▶ **Data listing**

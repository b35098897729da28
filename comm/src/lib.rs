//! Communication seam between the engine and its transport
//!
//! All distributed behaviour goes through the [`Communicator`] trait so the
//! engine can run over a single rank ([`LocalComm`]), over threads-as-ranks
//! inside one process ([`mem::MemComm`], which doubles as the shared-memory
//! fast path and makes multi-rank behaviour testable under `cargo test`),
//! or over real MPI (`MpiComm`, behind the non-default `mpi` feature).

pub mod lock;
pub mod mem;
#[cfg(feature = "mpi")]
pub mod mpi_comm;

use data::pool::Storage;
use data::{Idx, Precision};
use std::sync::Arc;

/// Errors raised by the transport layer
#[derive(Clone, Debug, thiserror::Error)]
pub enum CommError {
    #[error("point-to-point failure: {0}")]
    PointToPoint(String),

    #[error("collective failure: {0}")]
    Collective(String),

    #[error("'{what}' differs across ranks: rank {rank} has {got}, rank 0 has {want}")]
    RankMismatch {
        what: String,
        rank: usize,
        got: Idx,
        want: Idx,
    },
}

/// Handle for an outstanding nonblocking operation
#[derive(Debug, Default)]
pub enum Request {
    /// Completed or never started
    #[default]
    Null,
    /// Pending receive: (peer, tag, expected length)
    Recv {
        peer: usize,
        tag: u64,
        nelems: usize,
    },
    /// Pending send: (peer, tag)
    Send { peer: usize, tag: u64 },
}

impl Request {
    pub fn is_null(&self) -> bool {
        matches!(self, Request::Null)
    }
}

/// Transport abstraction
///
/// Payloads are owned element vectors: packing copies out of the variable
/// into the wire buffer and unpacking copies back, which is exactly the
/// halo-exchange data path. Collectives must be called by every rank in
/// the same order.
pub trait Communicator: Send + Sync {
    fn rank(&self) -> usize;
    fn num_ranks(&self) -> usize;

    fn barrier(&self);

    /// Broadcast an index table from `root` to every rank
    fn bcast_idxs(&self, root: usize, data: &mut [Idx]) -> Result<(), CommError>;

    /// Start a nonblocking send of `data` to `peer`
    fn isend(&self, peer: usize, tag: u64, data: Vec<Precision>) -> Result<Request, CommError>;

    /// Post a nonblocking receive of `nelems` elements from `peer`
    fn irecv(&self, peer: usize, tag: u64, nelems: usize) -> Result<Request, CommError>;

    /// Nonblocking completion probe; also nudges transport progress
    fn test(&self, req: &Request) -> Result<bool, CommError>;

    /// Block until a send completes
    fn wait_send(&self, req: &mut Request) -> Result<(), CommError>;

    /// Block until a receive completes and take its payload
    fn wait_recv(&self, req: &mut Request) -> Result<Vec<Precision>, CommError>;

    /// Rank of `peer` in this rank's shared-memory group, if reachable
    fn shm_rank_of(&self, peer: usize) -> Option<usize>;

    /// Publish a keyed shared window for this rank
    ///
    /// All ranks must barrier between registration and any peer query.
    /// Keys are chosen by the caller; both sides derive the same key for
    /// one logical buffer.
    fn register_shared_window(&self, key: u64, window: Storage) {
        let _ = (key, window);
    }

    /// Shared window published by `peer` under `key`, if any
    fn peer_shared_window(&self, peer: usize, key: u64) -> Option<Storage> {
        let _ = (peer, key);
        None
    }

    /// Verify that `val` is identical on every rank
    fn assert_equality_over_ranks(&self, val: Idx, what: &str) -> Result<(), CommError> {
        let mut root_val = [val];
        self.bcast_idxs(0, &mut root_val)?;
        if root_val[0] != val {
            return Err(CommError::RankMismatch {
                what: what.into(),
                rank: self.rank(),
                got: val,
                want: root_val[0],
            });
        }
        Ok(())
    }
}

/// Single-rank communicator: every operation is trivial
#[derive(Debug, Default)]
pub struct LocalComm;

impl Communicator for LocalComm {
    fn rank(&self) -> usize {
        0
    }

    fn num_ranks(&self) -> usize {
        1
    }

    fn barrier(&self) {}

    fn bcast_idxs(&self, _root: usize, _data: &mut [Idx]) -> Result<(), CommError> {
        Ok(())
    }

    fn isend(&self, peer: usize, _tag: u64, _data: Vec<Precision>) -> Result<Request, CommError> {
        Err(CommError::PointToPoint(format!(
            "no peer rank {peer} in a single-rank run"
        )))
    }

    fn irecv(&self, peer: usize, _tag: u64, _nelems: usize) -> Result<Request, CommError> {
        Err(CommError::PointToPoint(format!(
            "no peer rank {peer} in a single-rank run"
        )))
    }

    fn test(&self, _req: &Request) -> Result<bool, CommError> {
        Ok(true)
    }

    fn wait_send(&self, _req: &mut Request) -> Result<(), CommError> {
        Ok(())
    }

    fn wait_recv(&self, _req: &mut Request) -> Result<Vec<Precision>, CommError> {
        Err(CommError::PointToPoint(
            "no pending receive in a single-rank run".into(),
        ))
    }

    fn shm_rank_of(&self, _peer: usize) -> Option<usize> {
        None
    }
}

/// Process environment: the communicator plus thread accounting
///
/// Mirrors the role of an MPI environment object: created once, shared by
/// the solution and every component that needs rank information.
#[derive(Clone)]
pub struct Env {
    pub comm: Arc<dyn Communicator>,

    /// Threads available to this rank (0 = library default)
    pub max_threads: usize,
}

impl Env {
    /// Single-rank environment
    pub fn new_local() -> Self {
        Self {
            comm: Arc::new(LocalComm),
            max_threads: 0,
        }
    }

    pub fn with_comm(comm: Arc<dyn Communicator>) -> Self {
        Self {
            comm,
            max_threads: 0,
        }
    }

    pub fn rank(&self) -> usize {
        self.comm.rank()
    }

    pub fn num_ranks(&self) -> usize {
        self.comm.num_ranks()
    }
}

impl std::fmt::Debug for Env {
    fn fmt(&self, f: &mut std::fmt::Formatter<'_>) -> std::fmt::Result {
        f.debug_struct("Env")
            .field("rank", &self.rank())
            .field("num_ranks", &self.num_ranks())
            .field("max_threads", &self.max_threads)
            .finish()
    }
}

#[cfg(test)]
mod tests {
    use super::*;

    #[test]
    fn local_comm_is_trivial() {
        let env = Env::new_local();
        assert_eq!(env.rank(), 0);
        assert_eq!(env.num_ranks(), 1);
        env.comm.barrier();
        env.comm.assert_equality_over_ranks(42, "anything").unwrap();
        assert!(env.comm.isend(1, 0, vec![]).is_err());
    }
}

▶ **Action item**
Please copy every line from the entries that includes the word "which".

▶ **Expected answer**
//! inside one process ([`mem::MemComm`], which doubles as the shared-memory
/// into the wire buffer and unpacking copies back, which is exactly the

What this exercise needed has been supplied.